The chapters which make up this dissertation track each of the major transformations of which Blunt was a part. The first three chapters are on method: Chapter 1 on the spectator and formalism, Chapter 2 on Marxist histories of art and architecture, and Chapter 3 on an iconology of architecture. The last chapter acts as an institutional history of the Courtauld. These developments cannot be easily periodised, one does not strictly follow another so each starts anew at the beginning of Blunt’s historical work. By organising the dissertation thematically in this way the present study tries to capture these developments and the complex arguments within which they were often embroiled, and in doing so, to use Blunt to speak to the wider transformations in the discipline.
The first task of this study has been to show the historical contingencies which underpinned or even determined method in architectural writing. The detailed study of published works sits beside the retrieval from archival sources of the circumstances of various methodological transformations. Blunt’s engagement with a Marxist history of art was propelled by his commitment to communism and the heated political debates of the 1930s. His absorption of the methods of German Kunstgeschichte was intimately bound up with the arrival of the Warburg Institute in London and the politics of exile.
The second task of this work has been to record how the methods presented here were intensely contested. The modern spectator that we see in Chapter I, was replaced by some, derided by others, and challenged by the idea of the historically reconstructed spectator. Chapter 2 will show how early experiments in a Marxist history of art by Frederick Antal which were formative to Blunt, were politically attacked by
conservative historians. While Chapter 4 will try to reconstruct the Courtauld’s efforts to turn art and architectural history into an academic discipline against the backdrop of a sceptical public still enamoured with the more familiar figure of the connoisseur.
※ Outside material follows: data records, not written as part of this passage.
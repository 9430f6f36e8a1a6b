//! MODBUS-TCP client connections: frame parsing, reply encoding and the
//! receive/busy bookkeeping a client needs so its in-flight messages can be
//! orphaned cleanly on disconnect.

use std::io::{self, ErrorKind, Read, Write};
use std::time::Duration;

use log::debug;
use mio::net::TcpStream;

use crate::message::{MessageArena, MessageId, MODBUS_MAX_DATA_SIZE};
use crate::switch::Switch;
use crate::timer::{TimerId, TimerKind, TimerWheel};

pub const MODBUS_TCP_HEADER_LEN: usize = 6;

#[derive(Debug)]
pub enum FrameError {
    BadProtocolId(u16),
    Undersized(u16),
    Oversized(u16),
}

/// Looks for one complete frame at the start of `buf`. Returns the byte
/// count to consume, the transaction ID and the PDU slice (unit address,
/// function code and data, `L` bytes per the MODBUS-TCP length field), or
/// `None` if more bytes are needed.
pub fn parse_frame(buf: &[u8]) -> Result<Option<(usize, u16, &[u8])>, FrameError> {
    if buf.len() < MODBUS_TCP_HEADER_LEN {
        return Ok(None);
    }
    let protocol_id = u16::from_be_bytes([buf[2], buf[3]]);
    if protocol_id != 0 {
        return Err(FrameError::BadProtocolId(protocol_id));
    }
    let len = u16::from_be_bytes([buf[4], buf[5]]);
    if len < 2 {
        return Err(FrameError::Undersized(len));
    }
    if len as usize > 2 + MODBUS_MAX_DATA_SIZE {
        return Err(FrameError::Oversized(len));
    }
    let total = MODBUS_TCP_HEADER_LEN + len as usize;
    if buf.len() < total {
        return Ok(None);
    }
    let transaction_id = u16::from_be_bytes([buf[0], buf[1]]);
    let pdu = &buf[MODBUS_TCP_HEADER_LEN..total];
    Ok(Some((total, transaction_id, pdu)))
}

/// Prepends a MODBUS-TCP header to a reply PDU.
pub fn encode_reply(transaction_id: u16, reply: &[u8]) -> Vec<u8> {
    let mut out = Vec::with_capacity(MODBUS_TCP_HEADER_LEN + reply.len());
    out.extend_from_slice(&transaction_id.to_be_bytes());
    out.extend_from_slice(&0u16.to_be_bytes());
    out.extend_from_slice(&(reply.len() as u16).to_be_bytes());
    out.extend_from_slice(reply);
    out
}

pub struct Client {
    pub id: u64,
    pub switch: usize,
    pub port: u8,
    pub stream: TcpStream,
    pub token: mio::Token,
    pub peer: String,
    read_buf: Vec<u8>,
    write_buf: Vec<u8>,
    write_pos: usize,
    /// Received, not yet handed to the scheduler.
    pub rx: Vec<MessageId>,
    /// Submitted to the scheduler or control processor, awaiting a reply.
    pub busy: Vec<MessageId>,
    pub idle_timer: Option<TimerId>,
}

impl Client {
    pub fn new(id: u64, switch: usize, port: u8, stream: TcpStream, token: mio::Token, peer: String) -> Self {
        Client {
            id,
            switch,
            port,
            stream,
            token,
            peer,
            read_buf: Vec::with_capacity(MODBUS_TCP_HEADER_LEN + MODBUS_MAX_DATA_SIZE),
            write_buf: Vec::new(),
            write_pos: 0,
            rx: Vec::new(),
            busy: Vec::new(),
            idle_timer: None,
        }
    }

    /// Re-arms the idle timeout after activity.
    pub fn touch_idle(&mut self, wheel: &mut TimerWheel, timeout: Duration) {
        if let Some(id) = self.idle_timer.take() {
            wheel.cancel(id);
        }
        self.idle_timer = Some(wheel.add(timeout, TimerKind::ClientIdle { client: self.id }));
    }

    /// Reads whatever is available and extracts complete frames, allocating
    /// one [`crate::message::Message`] per frame and handing its ID back to
    /// the caller for queueing onto the owning port's ready list.
    ///
    /// Returns `Err` (caller must disconnect the client) on a protocol
    /// violation or a genuine I/O error; `Ok(false)` signals a clean EOF.
    pub fn on_readable(&mut self, arena: &mut MessageArena) -> io::Result<(Vec<MessageId>, bool)> {
        let mut tmp = [0u8; 4096];
        let mut new_ids = Vec::new();
        loop {
            match self.stream.read(&mut tmp) {
                Ok(0) => return Ok((new_ids, false)),
                Ok(n) => self.read_buf.extend_from_slice(&tmp[..n]),
                Err(e) if e.kind() == ErrorKind::WouldBlock => break,
                Err(e) if e.kind() == ErrorKind::Interrupted => continue,
                Err(e) => return Err(e),
            }
        }

        let mut consumed_total = 0;
        loop {
            match parse_frame(&self.read_buf[consumed_total..]) {
                Ok(Some((consumed, transaction_id, pdu))) => {
                    let id = arena.alloc(self.switch, self.id, self.port);
                    let msg = arena.get_mut(id);
                    msg.client_transaction_id = transaction_id;
                    msg.request_len = pdu.len();
                    msg.request[..pdu.len()].copy_from_slice(pdu);
                    debug!(
                        "client {}: frame #{:04x} of {} bytes for port {}",
                        self.id, transaction_id, pdu.len(), self.port
                    );
                    self.rx.push(id);
                    new_ids.push(id);
                    consumed_total += consumed;
                }
                Ok(None) => break,
                Err(e) => {
                    debug!("client {}: {e:?}", self.id);
                    return Err(io::Error::new(ErrorKind::InvalidData, format!("{e:?}")));
                }
            }
        }
        self.read_buf.drain(..consumed_total);
        Ok((new_ids, true))
    }

    /// Queues a reply frame for writing. Call [`Self::flush_writes`]
    /// afterwards (the reactor does this on every tick a client has pending
    /// output).
    pub fn queue_reply(&mut self, transaction_id: u16, reply: &[u8]) {
        self.write_buf.extend_from_slice(&encode_reply(transaction_id, reply));
    }

    pub fn has_pending_writes(&self) -> bool {
        self.write_pos < self.write_buf.len()
    }

    /// Drains as much of the pending output as the socket accepts right
    /// now. Returns `Err` on a genuine write error.
    pub fn flush_writes(&mut self) -> io::Result<()> {
        while self.write_pos < self.write_buf.len() {
            match self.stream.write(&self.write_buf[self.write_pos..]) {
                Ok(0) => break,
                Ok(n) => self.write_pos += n,
                Err(e) if e.kind() == ErrorKind::WouldBlock => break,
                Err(e) if e.kind() == ErrorKind::Interrupted => continue,
                Err(e) => return Err(e),
            }
        }
        if self.write_pos == self.write_buf.len() {
            self.write_buf.clear();
            self.write_pos = 0;
        }
        Ok(())
    }
}

/// Tears down a disconnected client: unprocessed messages are freed
/// outright, in-flight messages are orphaned in place (their `client`
/// field is cleared but they stay on whatever busy/control list already
/// holds them).
pub fn disconnect(client: &mut Client, switch: &mut Switch, arena: &mut MessageArena) {
    for id in client.rx.drain(..) {
        let port = arena.get(id).port;
        if let Some(pos) = switch.ports[port as usize].ready.iter().position(|&x| x == id) {
            switch.ports[port as usize].ready.remove(pos);
        }
        arena.free(id);
    }
    for id in client.busy.drain(..) {
        arena.get_mut(id).client = None;
        switch.orphaned.push(id);
    }
}

#[cfg(test)]
mod tests {
    use super::*;

    #[test]
    fn parses_minimal_frame() {
        let mut buf = vec![0x00, 0x01, 0x00, 0x00, 0x00, 0x02, 0x03, 0x06];
        let (consumed, tid, pdu) = parse_frame(&buf).unwrap().unwrap();
        assert_eq!(consumed, 8);
        assert_eq!(tid, 1);
        assert_eq!(pdu, &[0x03, 0x06]);
        buf.clear();
    }

    #[test]
    fn rejects_nonzero_protocol_id() {
        let buf = [0x00, 0x01, 0x00, 0x01, 0x00, 0x02, 0x03, 0x06];
        assert!(matches!(parse_frame(&buf), Err(FrameError::BadProtocolId(1))));
    }

    #[test]
    fn rejects_undersized_length() {
        let buf = [0x00, 0x01, 0x00, 0x00, 0x00, 0x01, 0x03];
        assert!(matches!(parse_frame(&buf), Err(FrameError::Undersized(1))));
    }

    #[test]
    fn waits_for_more_bytes() {
        let buf = [0x00, 0x01, 0x00, 0x00, 0x00, 0x04, 0x03, 0x06];
        assert!(parse_frame(&buf).unwrap().is_none());
    }

    #[test]
    fn reply_encoding_round_trips_header() {
        let encoded = encode_reply(0x55aa, &[1, 2, 3]);
        assert_eq!(&encoded[0..2], &[0x55, 0xaa]);
        assert_eq!(&encoded[2..4], &[0, 0]);
        assert_eq!(&encoded[4..6], &[0, 3]);
        assert_eq!(&encoded[6..], &[1, 2, 3]);
    }
}
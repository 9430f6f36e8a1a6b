//! A minimal software timer wheel for the single-threaded reactor.
//!
//! `mio` has no built-in timer facility, so the reactor keeps a min-heap of
//! `(deadline, TimerId)` pairs and asks `Poll::poll` to wait no longer than
//! the next deadline.

use std::cmp::Ordering;
use std::collections::BinaryHeap;
use std::time::{Duration, Instant};

pub type TimerId = u64;

#[derive(Debug, Clone, Copy)]
pub enum TimerKind {
    /// Reconnect backoff after a broken device was torn down.
    UsbReconnect { switch: usize },
    /// Debounced persistence write for one switch.
    Persist { switch: usize },
    /// TCP idle timeout for one client.
    ClientIdle { client: u64 },
}

struct Entry {
    deadline: Instant,
    id: TimerId,
    kind: TimerKind,
    /// Cancelled timers are left in the heap and skipped when popped,
    /// rather than removed in place (the heap has no efficient arbitrary
    /// removal); a cancelled timer is simply never re-armed.
    cancelled: bool,
}

impl PartialEq for Entry {
    fn eq(&self, other: &Self) -> bool {
        self.deadline == other.deadline
    }
}
impl Eq for Entry {}
impl PartialOrd for Entry {
    fn partial_cmp(&self, other: &Self) -> Option<Ordering> {
        Some(self.cmp(other))
    }
}
impl Ord for Entry {
    fn cmp(&self, other: &Self) -> Ordering {
        // BinaryHeap is a max-heap; we want the earliest deadline first.
        other.deadline.cmp(&self.deadline)
    }
}

#[derive(Default)]
pub struct TimerWheel {
    heap: BinaryHeap<Entry>,
    next_id: TimerId,
}

impl TimerWheel {
    pub fn new() -> Self {
        TimerWheel { heap: BinaryHeap::new(), next_id: 1 }
    }

    pub fn add(&mut self, delay: Duration, kind: TimerKind) -> TimerId {
        let id = self.next_id;
        self.next_id += 1;
        self.heap.push(Entry { deadline: Instant::now() + delay, id, kind, cancelled: false });
        id
    }

    /// Cancels a previously scheduled timer. No-op if it already fired.
    pub fn cancel(&mut self, id: TimerId) {
        // We cannot mutate heap entries in place without rebuilding; since
        // cancellations are rare (persist debounce re-arm checks first) we
        // rebuild the heap, which is O(n) but n is tiny (a handful of
        // switches/clients' worth of live timers).
        let items: Vec<Entry> = self.heap.drain().collect();
        for mut e in items {
            if e.id == id {
                e.cancelled = true;
            }
            self.heap.push(e);
        }
    }

    pub fn next_deadline(&self) -> Option<Instant> {
        self.heap.peek().map(|e| e.deadline)
    }

    /// Pops every timer whose deadline has passed, in deadline order.
    pub fn pop_expired(&mut self) -> Vec<TimerKind> {
        let now = Instant::now();
        let mut fired = Vec::new();
        while let Some(top) = self.heap.peek() {
            if top.deadline > now {
                break;
            }
            let e = self.heap.pop().unwrap();
            if !e.cancelled {
                fired.push(e.kind);
            }
        }
        fired
    }
}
Blunt ultimately was a passive figure who borrowed extensively from the writing of his colleagues this allows us to use him as a case study which speaks to the discipline as a whole but it also means that any study of Blunt necessitates an engagement with a wide associated group of scholars. As the dissertation progresses the wider field that Blunt draws us into, shows us that contrary to the historiographic tendency to focus on canonical figures, it takes an enormous collective effort to change the method of a discipline.